There are issues with the reimbursement claims too, often, after declining the cashless hospitalization the reimbursement is declined too, when the policyholder makes a claim after getting discharged. Often the reimbursement is declined saying the line of treatment is not correct[ii] or the stay in the hospital was not required or the surgery performed was not required in their view[iii].

Post-hospitalization

Once the hospitalization expense is covered and settled, a new challenge is of getting the post-hospitalization claims, here the bills are rejected on unfair grounds, which at times will be against the terms and condition of the policy itself. Another issue with the post-hospitalization claims is that all the processes of the insurance, like claim status updates, claim intimation, submission of bills by the empaneled hospital, grievance etc. are online except submission of the bills for post-hospitalization claims, just to make it so much more difficult and inconvenient for the policy holder. One is supposed to submit the post-hospitalization bills either in an insurer’s office nearby or post it to their designated office, and in both the cases at the time of payment, often the insurer claims that certain bills are missing and there’s no way a policy holder can prove otherwise as the insurers purposely don’t provide an official receipt of the documents if submitted to the local office and obviously you’ll get nothing when you post the bills to them. I do understand that they might gave fears of getting fake and bogus bills, but that can’t be an excuse to deprive the large number of policy holders from the convenience of online filing the post-hospitalization bills.

Low claim ratio

These issues can be corroborated with the average claim ratio of 61.44% for the Standalone Health Insurers[iv] (SAHI), which means they only pay about 61.44 Rs for every 100 Rs collected as a premium. In certain countries like USA this level of claim ratio would have led to refund of a portion of premiums to the policy holders[v]. Such a low claim ratio indicates that SAHI are charging their customers way more than they should or rejecting the claims without any reasonable merits.
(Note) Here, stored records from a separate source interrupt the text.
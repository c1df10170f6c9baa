use axum::{
    extract::{MatchedPath, Request},
    http::HeaderValue,
    middleware::Next,
    response::Response,
};
use opentelemetry::{KeyValue, global, trace::TraceError};
use opentelemetry_otlp::WithExportConfig;
use opentelemetry_sdk::{
    Resource,
    propagation::TraceContextPropagator,
    runtime,
    trace::{RandomIdGenerator, Sampler, Tracer},
};
use opentelemetry_semantic_conventions::resource::{SERVICE_NAME, SERVICE_VERSION};
use std::time::Instant;
use tracing::{error, info, warn};
use tracing_subscriber::{EnvFilter, Layer, layer::SubscriberExt, util::SubscriberInitExt};

use crate::metrics::is_observability_enabled;

pub const REQUEST_ID_HEADER: &str = "x-request-id";

/// Logs every request with a request id, and echoes the id back in the
/// `x-request-id` response header.
pub async fn logging_middleware(req: Request, next: Next) -> Response {
    let start = Instant::now();
    let method = req.method().clone();
    let matched_path = req
        .extensions()
        .get::<MatchedPath>()
        .map(|p| p.as_str().to_string())
        .unwrap_or_else(|| req.uri().path().to_string());

    let request_id = req
        .headers()
        .get(REQUEST_ID_HEADER)
        .and_then(|value| value.to_str().ok())
        .map(str::to_string)
        .unwrap_or_else(|| uuid::Uuid::new_v4().to_string());

    info!(
        request_id = %request_id,
        method = %method,
        path = %matched_path,
        "Incoming request"
    );

    let mut response = next.run(req).await;
    let latency_ms = start.elapsed().as_millis();
    let status = response.status().as_u16();

    match status {
        400..=499 => warn!(
            request_id = %request_id,
            method = %method,
            path = %matched_path,
            status,
            latency_ms,
            "Client error"
        ),
        500..=599 => error!(
            request_id = %request_id,
            method = %method,
            path = %matched_path,
            status,
            latency_ms,
            "Server error"
        ),
        _ => info!(
            request_id = %request_id,
            method = %method,
            path = %matched_path,
            status,
            latency_ms,
            "Request completed"
        ),
    }

    if let Ok(value) = HeaderValue::from_str(&request_id) {
        response.headers_mut().insert(REQUEST_ID_HEADER, value);
    }

    response
}

fn init_tracer() -> Result<Tracer, TraceError> {
    let otlp_endpoint = std::env::var("OTEL_EXPORTER_OTLP_ENDPOINT")
        .unwrap_or_else(|_| "http://localhost:4317".to_string());

    info!(
        "Initializing OpenTelemetry tracer with endpoint: {}",
        otlp_endpoint
    );

    global::set_text_map_propagator(TraceContextPropagator::new());

    let resource = Resource::new(vec![
        KeyValue::new(SERVICE_NAME, env!("CARGO_PKG_NAME")),
        KeyValue::new(SERVICE_VERSION, env!("CARGO_PKG_VERSION")),
        KeyValue::new(
            "environment",
            std::env::var("ENVIRONMENT").unwrap_or_else(|_| "development".to_string()),
        ),
    ]);

    let otlp_exporter = opentelemetry_otlp::new_exporter()
        .tonic()
        .with_endpoint(otlp_endpoint);

    opentelemetry_otlp::new_pipeline()
        .tracing()
        .with_exporter(otlp_exporter)
        .with_trace_config(
            opentelemetry_sdk::trace::Config::default()
                .with_sampler(Sampler::AlwaysOn)
                .with_id_generator(RandomIdGenerator::default())
                .with_resource(resource),
        )
        .install_batch(runtime::Tokio)
}

/// Installs the global subscriber: compact console output, a daily error
/// log, a daily JSON log, and an OTLP exporter when observability is enabled.
///
/// `LOG_DIR` overrides the log directory (default `storage/logs`).
pub fn init_tracing() {
    use tracing_appender::rolling::{RollingFileAppender, Rotation};
    use tracing_subscriber::fmt;

    let log_dir = std::env::var("LOG_DIR").unwrap_or_else(|_| "storage/logs".to_string());
    if let Err(e) = std::fs::create_dir_all(&log_dir) {
        eprintln!("Failed to create log directory {}: {}", log_dir, e);
    }

    let console_filter = EnvFilter::try_from_default_env().unwrap_or_else(|_| {
        EnvFilter::new(format!(
            "{}=info,tower_http=warn,hyper=info,tonic=info,sqlx=warn",
            env!("CARGO_CRATE_NAME")
        ))
    });

    let console_layer = fmt::layer()
        .with_target(false)
        .with_file(true)
        .with_line_number(true)
        .compact()
        .with_filter(console_filter);

    let file_appender = RollingFileAppender::new(Rotation::DAILY, &log_dir, "homeroom.log");
    let file_layer = fmt::layer()
        .with_writer(file_appender)
        .with_target(false)
        .with_file(true)
        .with_line_number(true)
        .with_ansi(false)
        .with_filter(EnvFilter::new("error"));

    // Structured log for ingestion (Loki, etc.)
    let json_appender = RollingFileAppender::new(Rotation::DAILY, &log_dir, "homeroom.json");
    let json_layer = fmt::layer()
        .json()
        .with_writer(json_appender)
        .with_current_span(true)
        .with_span_list(true)
        .with_filter(EnvFilter::new("info"));

    let registry = tracing_subscriber::registry()
        .with(console_layer)
        .with(file_layer)
        .with(json_layer);

    if !is_observability_enabled() {
        registry.init();
        info!("Tracing initialized without OpenTelemetry (observability disabled)");
        return;
    }

    match init_tracer() {
        Ok(tracer) => {
            registry
                .with(tracing_opentelemetry::layer().with_tracer(tracer))
                .init();
            info!("Tracing initialized with OpenTelemetry and file logging");
        }
        Err(e) => {
            eprintln!(
                "Failed to initialize OpenTelemetry: {}. Continuing without it",
                e
            );
            registry.init();
            warn!("Tracing initialized without OpenTelemetry (file logging only)");
        }
    }
}

pub async fn shutdown_tracer() {
    if !is_observability_enabled() {
        return;
    }

    info!("Shutting down OpenTelemetry tracer...");
    global::shutdown_tracer_provider();
    info!("OpenTelemetry tracer shutdown complete");
}
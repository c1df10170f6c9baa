//! Durable storage for attendance records.
//!
//! [`AttendanceStore`] is the seam between the ledger and persistence.
//! [`PgAttendanceStore`] backs it with the `attendances` table, whose
//! `(student_id, date, type)` unique constraint is the final guard against
//! concurrent duplicate submissions.

use chrono::NaiveDate;
use sqlx::PgPool;
use std::future::Future;
use tracing::instrument;

use crate::modules::attendance::model::{
    AttendanceReason, AttendanceRecord, AttendanceType, NewAttendanceRecord,
};
use crate::modules::attendance::policy::year_bounds;

#[derive(Debug, thiserror::Error)]
pub enum StoreError {
    #[error("attendance record of type {kind} already exists for student {student_id} on {date}")]
    Conflict {
        student_id: i64,
        date: NaiveDate,
        kind: AttendanceType,
    },

    #[error(transparent)]
    Database(#[from] sqlx::Error),
}

pub trait AttendanceStore: Send + Sync {
    /// Fails with [`StoreError::Conflict`] when `(student_id, date, type)` is taken.
    fn insert(
        &self,
        record: NewAttendanceRecord,
    ) -> impl Future<Output = Result<AttendanceRecord, StoreError>> + Send;

    /// Records within the inclusive range, ordered by date then type.
    fn query_range(
        &self,
        student_id: i64,
        start: Option<NaiveDate>,
        end: Option<NaiveDate>,
    ) -> impl Future<Output = Result<Vec<AttendanceRecord>, StoreError>> + Send;

    fn query_year(
        &self,
        student_id: i64,
        year: i32,
    ) -> impl Future<Output = Result<Vec<AttendanceRecord>, StoreError>> + Send;

    fn count_distinct_dates_by_reason(
        &self,
        student_id: i64,
        year: i32,
        reason: AttendanceReason,
    ) -> impl Future<Output = Result<i64, StoreError>> + Send;

    fn exists_on_date(
        &self,
        student_id: i64,
        date: NaiveDate,
        reason: AttendanceReason,
    ) -> impl Future<Output = Result<bool, StoreError>> + Send;
}

const RECORD_COLUMNS: &str = "id, student_id, date, type, reason, periods, note, created_at";

#[derive(Clone, Debug)]
pub struct PgAttendanceStore {
    db: PgPool,
}

impl PgAttendanceStore {
    pub fn new(db: PgPool) -> Self {
        Self { db }
    }
}

impl AttendanceStore for PgAttendanceStore {
    #[instrument(skip(self))]
    async fn insert(&self, record: NewAttendanceRecord) -> Result<AttendanceRecord, StoreError> {
        let query = format!(
            r#"INSERT INTO attendances (student_id, date, type, reason, periods, note)
               VALUES ($1, $2, $3, $4, $5, $6)
               RETURNING {RECORD_COLUMNS}"#
        );

        sqlx::query_as::<_, AttendanceRecord>(&query)
            .bind(record.student_id)
            .bind(record.date)
            .bind(record.kind)
            .bind(record.reason)
            .bind(record.periods)
            .bind(&record.note)
            .fetch_one(&self.db)
            .await
            .map_err(|e| {
                if let sqlx::Error::Database(db_err) = &e
                    && db_err.is_unique_violation()
                {
                    return StoreError::Conflict {
                        student_id: record.student_id,
                        date: record.date,
                        kind: record.kind,
                    };
                }
                StoreError::from(e)
            })
    }

    #[instrument(skip(self))]
    async fn query_range(
        &self,
        student_id: i64,
        start: Option<NaiveDate>,
        end: Option<NaiveDate>,
    ) -> Result<Vec<AttendanceRecord>, StoreError> {
        let query = format!(
            r#"SELECT {RECORD_COLUMNS}
               FROM attendances
               WHERE student_id = $1
                 AND ($2::date IS NULL OR date >= $2)
                 AND ($3::date IS NULL OR date <= $3)
               ORDER BY date ASC, type ASC"#
        );

        let records = sqlx::query_as::<_, AttendanceRecord>(&query)
            .bind(student_id)
            .bind(start)
            .bind(end)
            .fetch_all(&self.db)
            .await?;

        Ok(records)
    }

    #[instrument(skip(self))]
    async fn query_year(
        &self,
        student_id: i64,
        year: i32,
    ) -> Result<Vec<AttendanceRecord>, StoreError> {
        let Some((first, last)) = year_bounds(year) else {
            return Ok(Vec::new());
        };

        let query = format!(
            r#"SELECT {RECORD_COLUMNS}
               FROM attendances
               WHERE student_id = $1 AND date BETWEEN $2 AND $3"#
        );

        let records = sqlx::query_as::<_, AttendanceRecord>(&query)
            .bind(student_id)
            .bind(first)
            .bind(last)
            .fetch_all(&self.db)
            .await?;

        Ok(records)
    }

    #[instrument(skip(self))]
    async fn count_distinct_dates_by_reason(
        &self,
        student_id: i64,
        year: i32,
        reason: AttendanceReason,
    ) -> Result<i64, StoreError> {
        let Some((first, last)) = year_bounds(year) else {
            return Ok(0);
        };

        let count = sqlx::query_scalar::<_, i64>(
            r#"SELECT COUNT(DISTINCT date)
               FROM attendances
               WHERE student_id = $1 AND reason = $2 AND date BETWEEN $3 AND $4"#,
        )
        .bind(student_id)
        .bind(reason)
        .bind(first)
        .bind(last)
        .fetch_one(&self.db)
        .await?;

        Ok(count)
    }

    #[instrument(skip(self))]
    async fn exists_on_date(
        &self,
        student_id: i64,
        date: NaiveDate,
        reason: AttendanceReason,
    ) -> Result<bool, StoreError> {
        let exists = sqlx::query_scalar::<_, bool>(
            r#"SELECT EXISTS(
                   SELECT 1 FROM attendances
                   WHERE student_id = $1 AND date = $2 AND reason = $3
               )"#,
        )
        .bind(student_id)
        .bind(date)
        .bind(reason)
        .fetch_one(&self.db)
        .await?;

        Ok(exists)
    }
}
Things are much better when it comes to the private and public sector insurers who are providing health insurance policies. The public sector insurers are giving out more claims than the premiums they are getting which makes them unsustainable in long run, but due to government backing they can sustain without any issues. One reason for such high claim ratio is that the public insurers generally charge a much lower premiums compared to their private counterparts. Whereas the private sector health insurers are having a claims ratio of roughly 80% which is reasonable and sustainable for them.

Figure 1. Segment-wise Incurred Claims Ratio of General and Health and Specialized Insurers[vi]

Weak Regulation

The section 27 of the regulation which deals with the settlement or rejection of the claim doesn’t even talk about the process to be followed to reject or accept the claim, it only talks about the logistics of the claim process like how soon the claim should be settled, how the information should be stored etc. This is the most important section of the regulation and yet the weakest one leaving the decisions in the hands of the insurers, and hence they abuse their power to frivolously reject the genuine claims.

If one reads the regulation carefully, the word “penal provision” comes only twice once in section 28(iv) which deals with the minimum disclosures, and the second time in point 11 of the Schedule-I of the regulation which deals with the sharing of data between the insurers during the portability of insurance. Both of which is nothing to do with the claims, and there are no penal provisions from IRDAI if the insurer wrongfully rejects your claims. It shows the lax attitude of IRDAI to not cover the most important clause of the whole regulation under a penal action, rather it leaves the field open to the insurer to decide the acceptance or rejection of claims as they please.

Litigation

The rejections of claims are unfair, and the insurance provider knows about it and hence at times insurance providers don’t even appear in the court when their decisions are challenged[vii], displaying the unethical situation of the insurance industry and the mockery of the spirt of the very idea of insurance. In an analysis of health insurance sector of India, a paper titled “Fair Play in Indian Health Insurance from the “National Institute of Public Finance and Policy”, the authors claim that the complaint rates against the health insurance providers are highest in India compared to the other common law jurisdictions, when adjusted for the various factors like litigation rate, number of touchpoints etc.[viii] The authors of this paper also claims that One common thread which stood out was the absence of complexity in these disputes, most relation to arbitrary and illegitimate rejection of claims by the insurers. A cursory look at our consumer courts shows that highest share (27%) of their cases in 2022 are related to insurance disputes[ix], out of which the disputes related to health insurance claims are the biggest chunk.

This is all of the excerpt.